Ruth Bader Ginsburg is best known for championing equality between the sexes. But the liberal justice, who died on Friday at the age of 87, also leaves a clear environmental legacy behind.
Appointed to the Supreme Court by Bill Clinton in 1993, Ginsburg often ruled in favor of stronger environmental protections. For many years, she was the closest thing the Supreme Court had to a climate hawk, especially compared to some of her fellow justices, like Republican appointees Clarence Thomas and Samuel Alito. Her many votes in favor of stricter environmental protections were a boon to green groups and blue states.
Over her 27 years on the high court, a few of her most meaningful legal contributions were related to the greenhouse gas emissions fuel climate change — specifically, who between states, private companies, and the federal government, was responsible for regulating them. Looking at several opinions, Ginsburg seemed to have a clear point of view.
A major component of Barack Obama’s climate legacy was predicated on a 2007 Supreme Court decision where the court affirmed that the Clean Air Act gives the Environmental Protection Agency authority to regulate emissions from vehicle tailpipes. Massachusetts v. EPA was the high court’s first-ever ruling on climate change, and Ginsburg was a member of the five-justice majority that ruled in favor of Massachusetts. The state, alongside several others, had petitioned the EPA to regulate emissions, specifically, from new motor vehicles. Two years later, Obama introduced the first federal regulation for CO2 emissions from cars and trucks.
In 2011, she authored the majority ruling that re-confirmed the EPA’s jurisdiction over greenhouse gas emissions. In American Electric Power Co. Inc, v. Connecticut, eight states alleged that four utility companies were a public nuisance because their CO2 emissions contributed to climate change. The companies argued that the EPA should be in charge of setting emissions standards, not states. The court unanimously agreed that regulations on carbon emissions should be determined by the EPA by way of the Clean Air Act.
The ruling was a disappointment to the eight states that hoped to rein in power companies’ emissions, but environmentalists cheered the bigger picture: The court was confirming that dealing with emissions is a job for the federal government and not an issue where states could pick or choose whether they defended the health of their constituents. “The Supreme Court strongly underscored EPA’s responsibility under the law to address climate pollution that threatens the health and well-being of our nation,” Fred Krupp, president of the Environmental Defense Fund, said at the time.
President Obama would later use momentum from that decision to issue new rules for emissions from power plants in 2015.
In 2014, Ginsburg wrote the majority opinion in a case that gave the EPA authority to regulate pollution from coal-fired power plants that blew over state lines. The ruling revived a 2011 EPA rule known as the Cross-State Air Pollution Rule and compelled 28 states to start reducing their emissions. That regulation helped spur a movement to shutter some of the country’s worst power plants.

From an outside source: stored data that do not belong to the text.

use crate::error::Error;

/// Result type alias used throughout the pairblock crates.
pub type Result<T> = std::result::Result<T, Error>;
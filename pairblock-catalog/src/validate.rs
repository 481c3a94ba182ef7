//! Stateless metadata predicates.

use pairblock_relation::{CellValue, Relation};
use pairblock_result::Result;
use rustc_hash::FxHashSet;

/// Check whether `column` qualifies as a key attribute of `relation`.
///
/// True when the relation is empty, or when the column's values are all
/// non-null and pairwise distinct. Fails with a schema error when the column
/// does not exist.
pub fn is_key_attribute(relation: &Relation, column: &str) -> Result<bool> {
    let array = relation.column(column)?;
    if relation.is_empty() {
        return Ok(true);
    }

    let mut seen: FxHashSet<CellValue> = FxHashSet::default();
    for row in 0..relation.num_rows() {
        let value = CellValue::from_array(array, row)?;
        if value.is_null() {
            return Ok(false);
        }
        if !seen.insert(value) {
            return Ok(false);
        }
    }
    Ok(true)
}

/// Check the foreign-key relationship from `child[fk_column]` to
/// `parent[parent_key]`.
///
/// Restricts the parent to rows whose key value occurs among the distinct
/// non-null values of the child's foreign-key column, then tests that this
/// restricted subset satisfies the key-attribute property. Note this is a
/// parent-side uniqueness check of the referenced keys, not a containment
/// check of child values in the parent: a child value absent from the parent
/// does not fail here.
pub fn check_fk_constraint(
    child: &Relation,
    fk_column: &str,
    parent: &Relation,
    parent_key: &str,
) -> Result<bool> {
    let fk_array = child.column(fk_column)?;
    let key_array = parent.column(parent_key)?;

    let mut referenced: FxHashSet<CellValue> = FxHashSet::default();
    for row in 0..child.num_rows() {
        let value = CellValue::from_array(fk_array, row)?;
        if !value.is_null() {
            referenced.insert(value);
        }
    }

    // Uniqueness over the restricted parent subset; an empty subset passes
    // vacuously, matching the key-attribute rule for empty relations.
    let mut seen: FxHashSet<CellValue> = FxHashSet::default();
    for row in 0..parent.num_rows() {
        let value = CellValue::from_array(key_array, row)?;
        if value.is_null() || !referenced.contains(&value) {
            continue;
        }
        if !seen.insert(value) {
            return Ok(false);
        }
    }
    Ok(true)
}
use std::fmt;

use arrow::array::{
    Array, ArrayRef, BooleanArray, Float32Array, Float64Array, Int8Array, Int16Array, Int32Array,
    Int64Array, StringArray, UInt8Array, UInt16Array, UInt32Array, UInt64Array,
};
use arrow::datatypes::DataType;
use pairblock_result::{Error, Result};

/// A single cell value, with NULL handling.
///
/// This is the dynamically-typed currency of the blocking layer: join-map
/// keys, inverted-index probes, and predicate inputs all move through it.
/// Floats are stored as raw bits so the enum can implement `Eq` and `Hash`;
/// two floats compare equal exactly when their bit patterns do.
#[derive(Debug, Clone, PartialEq, Eq, Hash)]
pub enum CellValue {
    Null,
    Boolean(bool),
    Int8(i8),
    Int16(i16),
    Int32(i32),
    Int64(i64),
    UInt8(u8),
    UInt16(u16),
    UInt32(u32),
    UInt64(u64),
    /// `f32` bit pattern.
    Float32(u32),
    /// `f64` bit pattern.
    Float64(u64),
    Utf8(String),
}

macro_rules! extract_primitive {
    ($column:expr, $row:expr, $array:ty, $variant:ident) => {
        CellValue::$variant(
            $column
                .as_any()
                .downcast_ref::<$array>()
                .ok_or_else(|| {
                    Error::Internal(format!(
                        "array type mismatch: expected {}",
                        stringify!($array)
                    ))
                })?
                .value($row),
        )
    };
}

impl CellValue {
    /// Extract the cell at `row` from an Arrow array.
    ///
    /// Returns [`CellValue::Null`] for null slots. Types outside the
    /// supported set fail with an internal error rather than silently
    /// degrading to text.
    pub fn from_array(column: &ArrayRef, row: usize) -> Result<CellValue> {
        if column.is_null(row) {
            return Ok(CellValue::Null);
        }

        let value = match column.data_type() {
            DataType::Boolean => extract_primitive!(column, row, BooleanArray, Boolean),
            DataType::Int8 => extract_primitive!(column, row, Int8Array, Int8),
            DataType::Int16 => extract_primitive!(column, row, Int16Array, Int16),
            DataType::Int32 => extract_primitive!(column, row, Int32Array, Int32),
            DataType::Int64 => extract_primitive!(column, row, Int64Array, Int64),
            DataType::UInt8 => extract_primitive!(column, row, UInt8Array, UInt8),
            DataType::UInt16 => extract_primitive!(column, row, UInt16Array, UInt16),
            DataType::UInt32 => extract_primitive!(column, row, UInt32Array, UInt32),
            DataType::UInt64 => extract_primitive!(column, row, UInt64Array, UInt64),
            DataType::Float32 => {
                let val = column
                    .as_any()
                    .downcast_ref::<Float32Array>()
                    .ok_or_else(|| Error::Internal("array type mismatch: Float32".into()))?
                    .value(row);
                CellValue::Float32(val.to_bits())
            }
            DataType::Float64 => {
                let val = column
                    .as_any()
                    .downcast_ref::<Float64Array>()
                    .ok_or_else(|| Error::Internal("array type mismatch: Float64".into()))?
                    .value(row);
                CellValue::Float64(val.to_bits())
            }
            DataType::Utf8 => CellValue::Utf8(
                column
                    .as_any()
                    .downcast_ref::<StringArray>()
                    .ok_or_else(|| Error::Internal("array type mismatch: Utf8".into()))?
                    .value(row)
                    .to_string(),
            ),
            dt => {
                return Err(Error::Internal(format!(
                    "unsupported cell type for blocking: {dt:?}"
                )));
            }
        };

        Ok(value)
    }

    /// True for [`CellValue::Null`].
    #[inline]
    pub fn is_null(&self) -> bool {
        matches!(self, CellValue::Null)
    }
}

impl fmt::Display for CellValue {
    fn fmt(&self, f: &mut fmt::Formatter<'_>) -> fmt::Result {
        match self {
            CellValue::Null => write!(f, "NULL"),
            CellValue::Boolean(v) => write!(f, "{v}"),
            CellValue::Int8(v) => write!(f, "{v}"),
            CellValue::Int16(v) => write!(f, "{v}"),
            CellValue::Int32(v) => write!(f, "{v}"),
            CellValue::Int64(v) => write!(f, "{v}"),
            CellValue::UInt8(v) => write!(f, "{v}"),
            CellValue::UInt16(v) => write!(f, "{v}"),
            CellValue::UInt32(v) => write!(f, "{v}"),
            CellValue::UInt64(v) => write!(f, "{v}"),
            CellValue::Float32(bits) => write!(f, "{}", f32::from_bits(*bits)),
            CellValue::Float64(bits) => write!(f, "{}", f64::from_bits(*bits)),
            CellValue::Utf8(v) => write!(f, "{v}"),
        }
    }
}
//! Attribute-equivalence blocking: an equality join on a block attribute.

use std::sync::Arc;

use pairblock_catalog::Catalog;
use pairblock_relation::{CellValue, Relation};
use pairblock_result::Result;
use rustc_hash::FxHashMap;

use crate::OutputOptions;
use crate::common::{
    candset_metadata, key_row_map, process_output_attrs, require_registered_key, resolve_fk,
};
use crate::output::{CandsetSpec, assemble_candset, retain_candset_rows};

/// Blocks tuple pairs whose block-attribute values are equal.
///
/// The join is hash-based: right-side rows are indexed by block value once,
/// then the left side probes in a single pass, so cost is proportional to
/// input size plus match count rather than the cross product.
pub struct AttrEquivalenceBlocker {
    catalog: Arc<Catalog>,
}

impl AttrEquivalenceBlocker {
    pub fn new(catalog: Arc<Catalog>) -> Self {
        Self { catalog }
    }

    /// Block two base relations on attribute equality.
    ///
    /// Rows with a null block-attribute value on either side are silently
    /// excluded. Output is left-major: all matches for the first left row,
    /// then the second, and so on, with right matches in right-row order.
    pub fn block_tables(
        &self,
        ltable: &Arc<Relation>,
        rtable: &Arc<Relation>,
        l_block_attr: &str,
        r_block_attr: &str,
        output: &OutputOptions,
    ) -> Result<Arc<Relation>> {
        tracing::info!(
            ltable = %ltable.name(),
            rtable = %rtable.name(),
            "required metadata: ltable key, rtable key"
        );
        let l_key = require_registered_key(&self.catalog, ltable, "left")?;
        let r_key = require_registered_key(&self.catalog, rtable, "right")?;
        let l_block = ltable.column(l_block_attr)?;
        let r_block = rtable.column(r_block_attr)?;
        let l_output_attrs =
            process_output_attrs(ltable, &l_key, &output.l_output_attrs, "left")?;
        let r_output_attrs =
            process_output_attrs(rtable, &r_key, &output.r_output_attrs, "right")?;

        // Index the right side by block value; nulls never participate.
        let mut by_value: FxHashMap<CellValue, Vec<u32>> = FxHashMap::default();
        for row in 0..rtable.num_rows() {
            let value = CellValue::from_array(r_block, row)?;
            if value.is_null() {
                continue;
            }
            by_value.entry(value).or_default().push(row as u32);
        }

        let mut pairs: Vec<(u32, u32)> = Vec::new();
        for row in 0..ltable.num_rows() {
            let value = CellValue::from_array(l_block, row)?;
            if value.is_null() {
                continue;
            }
            if let Some(matches) = by_value.get(&value) {
                for &r_row in matches {
                    pairs.push((row as u32, r_row));
                }
            }
        }

        let spec = CandsetSpec {
            ltable,
            rtable,
            l_key: &l_key,
            r_key: &r_key,
            l_output_attrs,
            r_output_attrs,
            l_prefix: &output.l_output_prefix,
            r_prefix: &output.r_output_prefix,
        };
        assemble_candset(&self.catalog, &spec, &pairs)
    }

    /// Narrow an existing candidate set to pairs whose block-attribute
    /// values are present and equal.
    ///
    /// Source relations and foreign keys are recovered from the candidate
    /// set's catalog entry; all columns (surrogate key values included) are
    /// preserved. An empty candidate set yields an empty result of the same
    /// shape.
    pub fn block_candset(
        &self,
        candset: &Arc<Relation>,
        l_block_attr: &str,
        r_block_attr: &str,
    ) -> Result<Arc<Relation>> {
        let meta = candset_metadata(&self.catalog, candset)?;
        let l_block = meta.ltable.column(l_block_attr)?;
        let r_block = meta.rtable.column(r_block_attr)?;
        let l_rows = key_row_map(&meta.ltable, &meta.l_key)?;
        let r_rows = key_row_map(&meta.rtable, &meta.r_key)?;
        let fk_l = candset.column(&meta.fk_ltable)?;
        let fk_r = candset.column(&meta.fk_rtable)?;

        let mut keep: Vec<u32> = Vec::new();
        for row in 0..candset.num_rows() {
            let l_row = resolve_fk(&l_rows, fk_l, row, &meta.fk_ltable)?;
            let r_row = resolve_fk(&r_rows, fk_r, row, &meta.fk_rtable)?;
            let l_value = CellValue::from_array(l_block, l_row as usize)?;
            let r_value = CellValue::from_array(r_block, r_row as usize)?;
            if !l_value.is_null() && !r_value.is_null() && l_value == r_value {
                keep.push(row as u32);
            }
        }
        retain_candset_rows(&self.catalog, candset, &meta, &keep)
    }
}
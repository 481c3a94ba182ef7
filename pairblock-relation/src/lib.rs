//! Relation data model for the pairblock crates.
//!
//! A [`Relation`] is an Arrow [`RecordBatch`](arrow::record_batch::RecordBatch)
//! tagged with a process-unique identity ([`RelationId`]) and a display name.
//! Relations are referenced by identity, not by value: two relations built
//! from identical data are distinct entities, which is what lets the catalog
//! attach metadata to one without affecting the other.
//!
//! [`CellValue`] is the dynamically-typed view of a single cell, usable as a
//! hash-map key (floats are stored as bits). It backs join maps, inverted
//! indexes, and key-uniqueness checks. [`RowView`] is a borrowed handle to
//! one row, handed to black-box blocking predicates.

pub mod cell;
pub mod relation;

pub use cell::CellValue;
pub use relation::{Relation, RelationId, RowView};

In sum, Ginsburg’s views suggest that she believed the responsibility sits with the federal government — via the Environmental Protection Agency — to “protect human health and the environment,” as the agency’s mission states. In the past three and a half years, however, the EPA has appeared to shirk that responsibility, rolling back Obama-era fuel efficiency standards for cars, replacing the Clean Power Plan with a weaker proposal, and reversing methane emissions rules for oil and gas fields.
Ginsburg’s death now leaves a vacancy on the high court — one that could be filled by someone who does not interpret environmental law in the same way. A Supreme Court that wrests the mandate to curb emissions away from the federal government and hands it to states could end up creating a patchwork of environmental regulations that vary wildly from throughout the U.S. And that would stand in contrast to the equality for which their predecessor was known.